It is tradition, according to La Presse de Tunisie, to carry out a critical assessment of the current administration’s work one hundred days into its tenure. What analysts, journalists, and civil society members are saying now about Jomâa’s work after the designated «grace period» is the would-be measured prognosis required to translate civil society’s interests and opinions into a coherent message prompting the Prime Minister to impose drastic, tangible policy changes conducive to setting the country in the direction of economic recovery. Integral to evaluations is the code of objectives fundamental to defining Jomâa’s role in government, the Roadmap which has been invoked over the past several days as an instrument to measure the Prime Minister’s productivity thus far as well as to formulate recommendations for his remaining time in office.
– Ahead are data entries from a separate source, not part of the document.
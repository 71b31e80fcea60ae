/// Application context and dependency injection
use crate::{
    config::ServerConfig,
    db,
    error::{VerifyError, VerifyResult},
    identity::{self, IdentityStore},
    lookup::LookupCache,
    phone::PhoneNormalizer,
    provider::{CallerIdProvider, TwilioLookupClient, TwilioLookupConfig},
    rate_limit::RateLimiter,
    verification::VerificationOrchestrator,
};
use sqlx::SqlitePool;
use std::{
    sync::Arc,
    time::{Duration, Instant},
};

/// Application context holding all shared services
#[derive(Clone)]
pub struct AppContext {
    pub config: Arc<ServerConfig>,
    pub cache_db: SqlitePool,
    pub orchestrator: Arc<VerificationOrchestrator>,
    pub rate_limiter: Arc<RateLimiter>,
    pub started_at: Instant,
}

impl AppContext {
    /// Create a new application context from configuration
    pub async fn new(config: ServerConfig) -> VerifyResult<Self> {
        // Validate configuration
        config.validate()?;

        // Create data directory if it doesn't exist
        if !config.storage.data_directory.exists() {
            tokio::fs::create_dir_all(&config.storage.data_directory)
                .await
                .map_err(|e| {
                    VerifyError::Internal(format!(
                        "Failed to create directory {:?}: {}",
                        config.storage.data_directory, e
                    ))
                })?;
        }

        // Initialize cache database
        let cache_db =
            db::create_pool(&config.storage.cache_db, db::DatabaseOptions::default()).await?;
        db::run_migrations(&cache_db).await?;
        db::test_connection(&cache_db).await?;

        let provider_timeout = Duration::from_secs(config.provider.timeout_secs);
        let credentials = match (&config.provider.account_sid, &config.provider.auth_token) {
            (Some(sid), Some(token)) => Some((sid.clone(), token.clone())),
            _ => None,
        };
        let provider: Arc<dyn CallerIdProvider> = Arc::new(TwilioLookupClient::new(
            TwilioLookupConfig {
                base_url: config.provider.base_url.clone(),
                credentials,
                timeout: provider_timeout,
                ..Default::default()
            },
        )?);

        let normalizer = PhoneNormalizer::new(config.phone.default_country_code.clone());
        let identity_store =
            identity::from_config(&config.identity, normalizer.clone(), provider_timeout)?;

        Ok(Self::from_parts(config, cache_db, provider, identity_store))
    }

    /// Assemble a context from already-built collaborators
    pub fn from_parts(
        config: ServerConfig,
        cache_db: SqlitePool,
        provider: Arc<dyn CallerIdProvider>,
        identity_store: Arc<dyn IdentityStore>,
    ) -> Self {
        let normalizer = PhoneNormalizer::new(config.phone.default_country_code.clone());
        let cache = LookupCache::new(cache_db.clone()).with_ttl(config.cache_ttl());

        let orchestrator = VerificationOrchestrator::new(normalizer, cache, provider, identity_store)
            .with_concurrency(config.verification.verify_all_concurrency);

        let rate_limiter = RateLimiter::new((&config.rate_limit).into());

        Self {
            config: Arc::new(config),
            cache_db,
            orchestrator: Arc::new(orchestrator),
            rate_limiter: Arc::new(rate_limiter),
            started_at: Instant::now(),
        }
    }

    /// Seconds since the context was built
    pub fn uptime_seconds(&self) -> f64 {
        self.started_at.elapsed().as_secs_f64()
    }

    /// Get service URL
    pub fn service_url(&self) -> String {
        format!(
            "http://{}:{}",
            self.config.service.hostname, self.config.service.port
        )
    }
}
The Economy According to Hammouda and Ayari

Just under a week before the Prime Minister addresses the public (Wednesday, March 14), a press conference with Minister of Economy and Finance Hakim Ben Hammouda and President of the Central Bank of Tunisia Chedly Ayari covered the current economic situation and the government’s plan of action for the next several months. The minister reported that the country’s 2.8 percent growth rate is projected to reach 3 percent between now—in anticipation of what is predicted to be a profitable tourist season, fruitful grain and olive harvests, and the re-opening of the production and export of phosphate. Hammouda and Ayari also discussed a reserves drain that has resulted in the depreciation of the dinar and a lack of liquid cash for which the Central Bank of Tunisia has injected approximately 5.5 million dinars into banks throughout the country. In order to counter the commercial deficit, the government intends to invigorate export by enhancing support for phosphate, tourism, agribusiness industries; to the end of minimizing imports, the Minister of Commerce and been charged with taking inventory on imported products that can be replaced with local products, and a tax increase may be imposed on certain imported goods. To balance public finances the government plans to dedicate its efforts over the next several months to «a program of stabilization, maintenance, and general support for growth, social inclusion and solidarity, as well as bank and tax reforms (by curbing tax evasion and setting into place an equal taxation policy

‘What are we waiting for?’

For some time now, officials have merely repeated the situation is very difficult, the situation is critical. Unfortunately I have not seen any radical, head-on decisions to remedy this; it is unbelievable to see such paralysis in this ‘critical situation’! What are we waiting for? Perhaps the situation has become so severe that it has overcome officials … in our present critical situation we ask ourselves What purpose do they serve? with their continual talking, sulking, whining, meetings, … only to wait until the ship sinks once and for all? only to tell us afterwards, You see, I told you the situation was critical. In this case, thank you very much. Reader response to Hakim Ben Hammouda and Chedly Ayari Take Stock of Tunisia’s Economic Priorities

If its delivery is distinctive, the overwhelming message from public figures and ordinary citizens is the same: the gravity of the economic crisis—whether the exacerbated image of a political media campaign or an accurate portrayal of the country’s disequilibrium— is such that the Prime Minister has been called upon to transcend the drawn-out bickering of a politicized National Economic Dialogue, to take actions in measure with the severity of the situation that he has expounded in his discourse and communication with Tunisians and the international community, to devise an economic roadmap that sets out long-term, sweeping structural reforms.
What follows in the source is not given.